- _WORK TASK_
Provide only the number of lines below that contain the word "address".

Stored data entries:
· · · · · · ·
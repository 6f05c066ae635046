use crate::ClientIp;

/// Extension trait for reading the resolved client address off a request.
///
/// Implemented for both [`poem::Request`] (HTTP/JSON handlers and middleware)
/// and [`poem_grpc::Request<T>`] (gRPC service methods). gRPC requests inherit
/// the extensions of the HTTP request they were decoded from, so the value
/// stored by [`RealIp`](crate::RealIp) is visible on either side.
///
/// # Examples
///
/// ```rust,ignore
/// use gear_server::ClientIpExt;
///
/// async fn say_hello(&self, req: poem_grpc::Request<HelloRequest>) -> Result<Response<HelloReply>, Status> {
///     match req.client_ip() {
///         Some(ip) => tracing::info!(client_ip = %ip, "hello"),
///         None => tracing::warn!("client ip resolver is not installed"),
///     }
///     // ...
/// }
/// ```
pub trait ClientIpExt {
    /// Returns the resolved client address.
    ///
    /// `None` means resolution never ran for this request. A request whose
    /// address could not be determined yields `Some(ClientIp::UNKNOWN)`.
    fn client_ip(&self) -> Option<ClientIp>;
}

impl ClientIpExt for poem::Request {
    #[inline]
    fn client_ip(&self) -> Option<ClientIp> {
        self.extensions().get::<ClientIp>().copied()
    }
}

impl<T> ClientIpExt for poem_grpc::Request<T> {
    #[inline]
    fn client_ip(&self) -> Option<ClientIp> {
        self.extensions().get::<ClientIp>().copied()
    }
}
· · · · · · ·
- _ANSWER SPACE_
3